Guerre de l’information autour du massacre de Khodjaly

De 1988 à 1994 a eu lieu dans la région du sud Caucase, un conflit opposant l’Arménie à l’Azerbaïdjan, pour le contrôle du Haut-Karabagh, territoire situé en Azerbaïdjan mais peuplé à majorité d’Arméniens. La guerre s’est soldée par une défaite humiliante pour l’Azerbaïdjan. Le conflit a atteint son intensité macabre du 23 au 26 février 1992 avec le massacre de Khodjaly, causant selon les autorités azéries la mort de 613 personnes dont 106 femmes et 83 enfants. L’Azerbaïdjan accuse l’Arménie d’avoir commis un génocide. L’accusation a engendré une véritable guerre de l’information entre les deux pays. Leurs gouvernements ont utilisé comme caisse de résonnance : leurs diasporas, leurs médias, et des groupes ultranationalistes, sans oublier une intense activité de lobbying politique.
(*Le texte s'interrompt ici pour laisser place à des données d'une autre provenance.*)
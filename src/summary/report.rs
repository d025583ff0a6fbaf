//! Time summary output types

use chrono::{DateTime, FixedOffset, NaiveDate};
use serde::Serialize;

use super::punch::PunchKind;
use crate::models::{MealBenefitConfig, RecordId};

/// Hours per Monday-start week paid at the regular rate
pub const WEEKLY_REGULAR_HOURS: f64 = 40.0;

pub(crate) const WEEKLY_REGULAR_SECONDS: i64 = 40 * 3600;

pub(crate) fn seconds_to_hours(seconds: i64) -> f64 {
    seconds as f64 / 3600.0
}

/// One completed shift
#[derive(Debug, Clone, PartialEq, Serialize)]
pub struct DaySummary {
    pub date: NaiveDate,
    pub check_in: DateTime<FixedOffset>,
    pub check_out: DateTime<FixedOffset>,
    pub break_seconds: i64,
    pub worked_seconds: i64,
}

impl DaySummary {
    pub fn worked_hours(&self) -> f64 {
        seconds_to_hours(self.worked_seconds)
    }

    pub fn break_hours(&self) -> f64 {
        seconds_to_hours(self.break_seconds)
    }
}

/// Worked time in one ISO week
#[derive(Debug, Clone, PartialEq, Serialize)]
pub struct WeekSummary {
    /// Monday the week starts on
    pub week_start: NaiveDate,
    pub days_worked: usize,
    pub worked_seconds: i64,
    pub regular_seconds: i64,
    pub overtime_seconds: i64,
}

impl WeekSummary {
    pub fn regular_hours(&self) -> f64 {
        seconds_to_hours(self.regular_seconds)
    }

    pub fn overtime_hours(&self) -> f64 {
        seconds_to_hours(self.overtime_seconds)
    }

    pub fn total_hours(&self) -> f64 {
        seconds_to_hours(self.worked_seconds)
    }
}

/// Raw punch counts by kind
#[derive(Debug, Clone, Copy, Default, PartialEq, Eq, Serialize)]
pub struct PunchCounts {
    pub check_in: usize,
    pub check_out: usize,
    pub break_start: usize,
    pub break_end: usize,
}

impl PunchCounts {
    pub fn record(&mut self, kind: PunchKind) {
        match kind {
            PunchKind::CheckIn => self.check_in += 1,
            PunchKind::CheckOut => self.check_out += 1,
            PunchKind::BreakStart => self.break_start += 1,
            PunchKind::BreakEnd => self.break_end += 1,
        }
    }

    pub fn get(&self, kind: PunchKind) -> usize {
        match kind {
            PunchKind::CheckIn => self.check_in,
            PunchKind::CheckOut => self.check_out,
            PunchKind::BreakStart => self.break_start,
            PunchKind::BreakEnd => self.break_end,
        }
    }

    pub fn total(&self) -> usize {
        self.check_in + self.check_out + self.break_start + self.break_end
    }
}

/// Per-employee totals
#[derive(Debug, Clone, PartialEq, Serialize)]
pub struct EmployeeSummary {
    pub employee_id: RecordId,
    pub regular_hours: f64,
    pub overtime_hours: f64,
    pub total_hours: f64,
    pub punches: PunchCounts,
    pub days: Vec<DaySummary>,
    pub weeks: Vec<WeekSummary>,
}

impl EmployeeSummary {
    /// Number of worked days that earn the given meal benefit
    pub fn meal_benefit_days(&self, config: &MealBenefitConfig) -> usize {
        self.days
            .iter()
            .filter(|d| config.applies_to(d.worked_hours()))
            .count()
    }
}

/// Data the aggregator could not turn into hours
#[derive(Debug, Clone, PartialEq, Serialize)]
#[serde(tag = "kind", rename_all = "snake_case")]
pub enum Anomaly {
    /// Check-in on a date with no check-out
    MissingCheckOut {
        employee_id: RecordId,
        date: NaiveDate,
    },
    /// Check-out on a date with no check-in
    MissingCheckIn {
        employee_id: RecordId,
        date: NaiveDate,
    },
    /// Shift whose breaks cover its whole length, or whose check-out
    /// precedes its check-in
    NonPositiveDay {
        employee_id: RecordId,
        date: NaiveDate,
        worked_seconds: i64,
    },
    /// Break start with no later break end on the same date
    UnpairedBreakStart {
        employee_id: RecordId,
        at: DateTime<FixedOffset>,
    },
    /// Break end left over after pairing
    UnpairedBreakEnd {
        employee_id: RecordId,
        at: DateTime<FixedOffset>,
    },
    /// Paired breaks on a date with neither a check-in nor a check-out
    BreaksWithoutShift {
        employee_id: RecordId,
        date: NaiveDate,
        break_seconds: i64,
    },
    /// Shift on a date too close to the calendar limits to place in a week
    OutOfRangeDate {
        employee_id: RecordId,
        date: NaiveDate,
    },
}

impl Anomaly {
    pub fn employee_id(&self) -> &RecordId {
        match self {
            Anomaly::MissingCheckOut { employee_id, .. }
            | Anomaly::MissingCheckIn { employee_id, .. }
            | Anomaly::NonPositiveDay { employee_id, .. }
            | Anomaly::UnpairedBreakStart { employee_id, .. }
            | Anomaly::UnpairedBreakEnd { employee_id, .. }
            | Anomaly::BreaksWithoutShift { employee_id, .. }
            | Anomaly::OutOfRangeDate { employee_id, .. } => employee_id,
        }
    }
}

impl std::fmt::Display for Anomaly {
    fn fmt(&self, f: &mut std::fmt::Formatter<'_>) -> std::fmt::Result {
        match self {
            Anomaly::MissingCheckOut { employee_id, date } => {
                write!(f, "employee {}: check-in without check-out on {}", employee_id, date)
            }
            Anomaly::MissingCheckIn { employee_id, date } => {
                write!(f, "employee {}: check-out without check-in on {}", employee_id, date)
            }
            Anomaly::NonPositiveDay {
                employee_id,
                date,
                worked_seconds,
            } => write!(
                f,
                "employee {}: {} worked {:.2}h, discarded",
                employee_id,
                date,
                seconds_to_hours(*worked_seconds)
            ),
            Anomaly::UnpairedBreakStart { employee_id, at } => {
                write!(f, "employee {}: break start at {} never ended", employee_id, at)
            }
            Anomaly::UnpairedBreakEnd { employee_id, at } => {
                write!(f, "employee {}: break end at {} without start", employee_id, at)
            }
            Anomaly::BreaksWithoutShift {
                employee_id,
                date,
                break_seconds,
            } => write!(
                f,
                "employee {}: {:.2}h of breaks on {} without check-in or check-out",
                employee_id,
                seconds_to_hours(*break_seconds),
                date
            ),
            Anomaly::OutOfRangeDate { employee_id, date } => {
                write!(f, "employee {}: shift on {} is out of range, discarded", employee_id, date)
            }
        }
    }
}

/// A time entry that could not be normalized into a punch
#[derive(Debug, Clone, PartialEq, Serialize)]
pub struct SkippedEntry {
    pub entry_id: Option<RecordId>,
    pub reason: String,
}

impl std::fmt::Display for SkippedEntry {
    fn fmt(&self, f: &mut std::fmt::Formatter<'_>) -> std::fmt::Result {
        match &self.entry_id {
            Some(id) => write!(f, "entry {}: {}", id, self.reason),
            None => write!(f, "entry without id: {}", self.reason),
        }
    }
}

/// Result of aggregating a punch list
#[derive(Debug, Clone, Default, PartialEq, Serialize)]
pub struct TimeSummary {
    /// Ordered by employee id
    pub employees: Vec<EmployeeSummary>,
    pub anomalies: Vec<Anomaly>,
    pub skipped: Vec<SkippedEntry>,
}

/// Totals across every employee in a summary
#[derive(Debug, Clone, Copy, Default, PartialEq, Serialize)]
pub struct SummaryTotals {
    pub employees: usize,
    pub regular_hours: f64,
    pub overtime_hours: f64,
    pub total_hours: f64,
}

impl TimeSummary {
    pub fn employee(&self, id: &RecordId) -> Option<&EmployeeSummary> {
        self.employees.iter().find(|e| &e.employee_id == id)
    }

    pub fn totals(&self) -> SummaryTotals {
        self.employees
            .iter()
            .fold(SummaryTotals::default(), |mut acc, e| {
                acc.employees += 1;
                acc.regular_hours += e.regular_hours;
                acc.overtime_hours += e.overtime_hours;
                acc.total_hours += e.total_hours;
                acc
            })
    }

    /// Whether any input was dropped or left unmatched
    pub fn has_issues(&self) -> bool {
        !self.anomalies.is_empty() || !self.skipped.is_empty()
    }
}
Les Arméniens accusent l’Azerbaïdjan d’être directement responsable de ce massacre, les soldats azéris auraient reçu l’ordre de tirer sur les civils de Khodjaly. L’Arménie s’appui sur les déclarations de l’ancien président et opposant politique Ayaz Moutalibov qui a confirmé que les forces arméniennes avaient dégagé un corridor pour laisser les civils s’échapper mais ces derniers auraient été bloqués par les forces azéries et se seraient retrouvés entre deux feux. Version confirmée par un journaliste azérie : Eynulla Fattulayev, aujourd’hui en prison. L’Arménie peut compter sur son importante diaspora en Europe et en Amérique du Nord qui apporte son soutien à Erevan par ses activités de lobbying (Collectif VAN…) et la création de sites d’informations comme Nouvelle d’Arménie, offrant des informations sur la guerre du Haut Karabagh ou le génocide arménien.
Le positionnement stratégique et les ressources énergétiques de Bakou, offre à l’Azerbaïdjan une certaine marge de manœuvre. Lors de ses voyages officiels le Président azerbaidjanais et les autres membres de son gouvernement en Europe ou en Amérique du Nord évoquent le génocide de Khodjaly. Bakou accuse les Arméniens d’être une nation de terroriste et compte sur le soutien d’Ankara ainsi que sur les actions de lobbying des hommes politiques turcs en sa faveur. L’Azerbaïdjan possède de nombreux sites d’informations comme APA dont les articles sont traduits en langue étrangère (anglais, français, russe, turc) et qui veulent fsaire passer les arméniens pour des terroristes. L’Azerbaïdjan peut aussi compter sur sa diaspora présente dans les pays occidentaux (Association des Etudiants Azerbaïdjanais en France ASEAF). Le gouvernement azerbaïdjanais possède d’ailleurs un ministère entièrement dédié aux relations entre Bakou et les diasporas. Le gouvernement azéri compte aussi sur la Fondation Heydar Aliyev dirigé par la First Lady Mehriban Aliyeva. La Fondation vise à promouvoir la culture et l’histoire de l’Azerbaïdjan dans le monde (bureaux de représentation en Roumanie, Russie, Turquie et aux Etats-Unis). Madame Aliyev représente également l’Azerbaïdjan au sein de l’UNESCO. Elle utilise son influence et ses réseaux pour défendre la position azérie concernant la résolution du conflit du Karabagh et les événements de Khodjaly.
Le fait que l’Arménie soit passé du statut de victime à celui d’agresseur et que le Karabagh a été reconnu par certains gouvernements et hommes politiques comme faisant partie intégrante du territoire azerbaïdjanais démontre la victoire de l’Azerbaïdjan sur l’Arménie dans la guerre de l’information. Une déclaration faite par Nazim Ibrahimov, chef du comité d’état pour le Travail avec la Diaspora azérie allait d’ailleurs dans ce sens d’ailleurs déclaré « Dans beaucoup d’organisations internationales l’Arménie a été reconnue comme un pays agresseur et le Karabagh a été reconnu comme partie intégrante de l’Azerbaïdjan. Maintenant le monde entier est conscient de la vérité sur les événements des Khodjaly et le terrible massacre. C’est la preuve de notre victoire dans la guerre de l’information ».